• [Activity]: Each line below is to be copied out exactly, and none may be omitted.

• [Material for this exercise]:
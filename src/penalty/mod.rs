/*
 * @Description  : 梯度惩罚。在真实样本与生成样本的随机插值点 x̂ 处，
 *                 约束判别器对输入的梯度范数 ‖∇x̂ ΣD(x̂)‖ 接近（或不超过）1。
 *
 * 惩罚项对判别器参数θ的梯度需要二阶导：∂GP/∂θ = ∂/∂θ (v · g(θ))，其中 g = ∇x̂ ΣD，v = ∂GP/∂g 视为常量。
 * 由于 v · g 正是 ΣD 在 x̂ 处沿 v 的方向导数，故以中心差分计算：
 *     ∂GP/∂θ ≈ (∇θ ΣD(x̂ + h·v) - ∇θ ΣD(x̂ - h·v)) / 2h
 * 判别器对输入为仿射（线性）时结果精确。
 */

use crate::errors::TensorError;
use crate::loss::{GanVariant, PenaltyKind};
use crate::nn::{Discriminator, Gradients, NetworkTrace};
use crate::tensor::Tensor;
use rand::Rng;
use rand::distributions::{Distribution, Uniform};


/// 中心差分的步长（相对于 max|v| 归一化）
const DEFAULT_STEP: f32 = 1e-2;

#[derive(Debug, Clone, PartialEq)]
pub struct PenaltyOutput {
    /// 惩罚值（非负）
    pub value: f32,
    /// 对判别器参数的梯度；无惩罚或惩罚为0时为空
    pub grads: Gradients,
}

impl PenaltyOutput {
    fn zero() -> Self {
        Self {
            value: 0.0,
            grads: Gradients::new(),
        }
    }
}

#[derive(Debug, Clone, Copy)]
pub struct GradientPenalty {
    variant: GanVariant,
    lambda: f32,
    step: f32,
}

impl GradientPenalty {
    pub fn new(variant: GanVariant, lambda: f32) -> Self {
        Self {
            variant,
            lambda,
            step: DEFAULT_STEP,
        }
    }

    pub fn with_step(mut self, step: f32) -> Self {
        self.step = step;
        self
    }

    pub fn is_active(&self) -> bool {
        self.variant.penalty() != PenaltyKind::None
    }

    /// `real`为风格图批次，`fake`为生成图批次（DRAGAN 系列不使用`fake`，而是在`real`附近扰动）
    pub fn compute<D, R>(
        &self,
        discriminator: &D,
        real: &Tensor,
        fake: &Tensor,
        rng: &mut R,
    ) -> Result<PenaltyOutput, TensorError>
    where
        D: Discriminator,
        R: Rng + ?Sized,
    {
        let kind = self.variant.penalty();
        if kind == PenaltyKind::None {
            return Ok(PenaltyOutput::zero());
        }
        TensorError::check_same_shape("梯度惩罚的真实/生成样本", real.shape(), fake.shape())?;

        let endpoint = if self.variant.perturbs_real() {
            let sigma = real.std_dev();
            let eps = Tensor::uniform(0.0, 1.0, real.shape(), rng);
            real + &(eps * (0.5 * sigma))
        } else {
            fake.clone()
        };
        let unit = Uniform::new(0.0f32, 1.0);
        let alpha: Vec<f32> = (0..real.batch_size()).map(|_| unit.sample(rng)).collect();
        let interpolated = real + &(&endpoint - real).scale_per_sample(&alpha)?;

        // g = ∂ΣD(x̂)/∂x̂
        let trace = discriminator.forward_trace(&interpolated)?;
        let ones = Tensor::ones(trace.output().shape());
        let g = discriminator.backward(&trace, &ones, None)?;
        let norms = g.per_sample_l2_norm();
        let batch = norms.len().max(1) as f32;

        // 每个样本的 φ(n) 与 dφ/dn
        let (values, slopes): (Vec<f32>, Vec<f32>) = norms
            .iter()
            .map(|&n| {
                let excess = match kind {
                    PenaltyKind::OneSided => (n - 1.0).max(0.0),
                    _ => n - 1.0,
                };
                (excess * excess, 2.0 * excess)
            })
            .unzip();
        let value = self.lambda * values.iter().sum::<f32>() / batch;

        // v = ∂GP/∂g = λ/B · φ'(n_b) · g_b / n_b
        let factors: Vec<f32> = slopes
            .iter()
            .zip(&norms)
            .map(|(&s, &n)| if n > 0.0 { self.lambda * s / (batch * n) } else { 0.0 })
            .collect();
        let v = g.scale_per_sample(&factors)?;
        let v_max = v.max_abs();
        if v_max == 0.0 {
            return Ok(PenaltyOutput { value, grads: Gradients::new() });
        }

        let h = self.step / v_max;
        let mut grads = self.param_grads(discriminator, &(&interpolated + &(&v * h)))?;
        let minus = self.param_grads(discriminator, &(&interpolated - &(&v * h)))?;
        grads.add_scaled(&minus, -1.0)?;
        grads.scale(1.0 / (2.0 * h));
        Ok(PenaltyOutput { value, grads })
    }

    /// ∇θ ΣD(x)
    fn param_grads<D: Discriminator>(&self, discriminator: &D, x: &Tensor) -> Result<Gradients, TensorError> {
        let trace = discriminator.forward_trace(x)?;
        let ones = Tensor::ones(trace.output().shape());
        let mut grads = Gradients::new();
        discriminator.backward(&trace, &ones, Some(&mut grads))?;
        Ok(grads)
    }
}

• [Solution to the exercise]:
filename src/penalty/mod.rs
/*
 * @Description  : 梯度惩罚。在真实样本与生成样本的随机插值点 x̂ 处，
 *                 约束判别器对输入的梯度范数 ‖∇x̂ ΣD(x̂)‖ 接近（或不超过）1。
 *
 * 惩罚项对判别器参数θ的梯度需要二阶导：∂GP/∂θ = ∂/∂θ (v · g(θ))，其中 g = ∇x̂ ΣD，v = ∂GP/∂g 视为常量。
 * 由于 v · g 正是 ΣD 在 x̂ 处沿 v 的方向导数，故以中心差分计算：
 *     ∂GP/∂θ ≈ (∇θ ΣD(x̂ + h·v) - ∇θ ΣD(x̂ - h·v)) / 2h
 * 判别器对输入为仿射（线性）时结果精确。
 */

use crate::errors::TensorError;
use crate::loss::{GanVariant, PenaltyKind};
use crate::nn::{Discriminator, Gradients, NetworkTrace};
use crate::tensor::Tensor;
use rand::Rng;
use rand::distributions::{Distribution, Uniform};


/// 中心差分的步长（相对于 max|v| 归一化）
const DEFAULT_STEP: f32 = 1e-2;

#[derive(Debug, Clone, PartialEq)]
pub struct PenaltyOutput {
    /// 惩罚值（非负）
    pub value: f32,
    /// 对判别器参数的梯度；无惩罚或惩罚为0时为空
    pub grads: Gradients,
}

impl PenaltyOutput {
    fn zero() -> Self {
        Self {
            value: 0.0,
            grads: Gradients::new(),
        }
    }
}

#[derive(Debug, Clone, Copy)]
pub struct GradientPenalty {
    variant: GanVariant,
    lambda: f32,
    step: f32,
}

impl GradientPenalty {
    pub fn new(variant: GanVariant, lambda: f32) -> Self {
        Self {
            variant,
            lambda,
            step: DEFAULT_STEP,
        }
    }

    pub fn with_step(mut self, step: f32) -> Self {
        self.step = step;
        self
    }

    pub fn is_active(&self) -> bool {
        self.variant.penalty() != PenaltyKind::None
    }

    /// `real`为风格图批次，`fake`为生成图批次（DRAGAN 系列不使用`fake`，而是在`real`附近扰动）
    pub fn compute<D, R>(
        &self,
        discriminator: &D,
        real: &Tensor,
        fake: &Tensor,
        rng: &mut R,
    ) -> Result<PenaltyOutput, TensorError>
    where
        D: Discriminator,
        R: Rng + ?Sized,
    {
        let kind = self.variant.penalty();
        if kind == PenaltyKind::None {
            return Ok(PenaltyOutput::zero());
        }
        TensorError::check_same_shape("梯度惩罚的真实/生成样本", real.shape(), fake.shape())?;

        let endpoint = if self.variant.perturbs_real() {
            let sigma = real.std_dev();
            let eps = Tensor::uniform(0.0, 1.0, real.shape(), rng);
            real + &(eps * (0.5 * sigma))
        } else {
            fake.clone()
        };
        let unit = Uniform::new(0.0f32, 1.0);
        let alpha: Vec<f32> = (0..real.batch_size()).map(|_| unit.sample(rng)).collect();
        let interpolated = real + &(&endpoint - real).scale_per_sample(&alpha)?;

        // g = ∂ΣD(x̂)/∂x̂
        let trace = discriminator.forward_trace(&interpolated)?;
        let ones = Tensor::ones(trace.output().shape());
        let g = discriminator.backward(&trace, &ones, None)?;
        let norms = g.per_sample_l2_norm();
        let batch = norms.len().max(1) as f32;

        // 每个样本的 φ(n) 与 dφ/dn
        let (values, slopes): (Vec<f32>, Vec<f32>) = norms
            .iter()
            .map(|&n| {
                let excess = match kind {
                    PenaltyKind::OneSided => (n - 1.0).max(0.0),
                    _ => n - 1.0,
                };
                (excess * excess, 2.0 * excess)
            })
            .unzip();
        let value = self.lambda * values.iter().sum::<f32>() / batch;

        // v = ∂GP/∂g = λ/B · φ'(n_b) · g_b / n_b
        let factors: Vec<f32> = slopes
            .iter()
            .zip(&norms)
            .map(|(&s, &n)| if n > 0.0 { self.lambda * s / (batch * n) } else { 0.0 })
            .collect();
        let v = g.scale_per_sample(&factors)?;
        let v_max = v.max_abs();
        if v_max == 0.0 {
            return Ok(PenaltyOutput { value, grads: Gradients::new() });
        }

        let h = self.step / v_max;
        let mut grads = self.param_grads(discriminator, &(&interpolated + &(&v * h)))?;
        let minus = self.param_grads(discriminator, &(&interpolated - &(&v * h)))?;
        grads.add_scaled(&minus, -1.0)?;
        grads.scale(1.0 / (2.0 * h));
        Ok(PenaltyOutput { value, grads })
    }

    /// ∇θ ΣD(x)
    fn param_grads<D: Discriminator>(&self, discriminator: &D, x: &Tensor) -> Result<Gradients, TensorError> {
        let trace = discriminator.forward_trace(x)?;
        let ones = Tensor::ones(trace.output().shape());
        let mut grads = Gradients::new();
        discriminator.backward(&trace, &ones, Some(&mut grads))?;
        Ok(grads)
    }
}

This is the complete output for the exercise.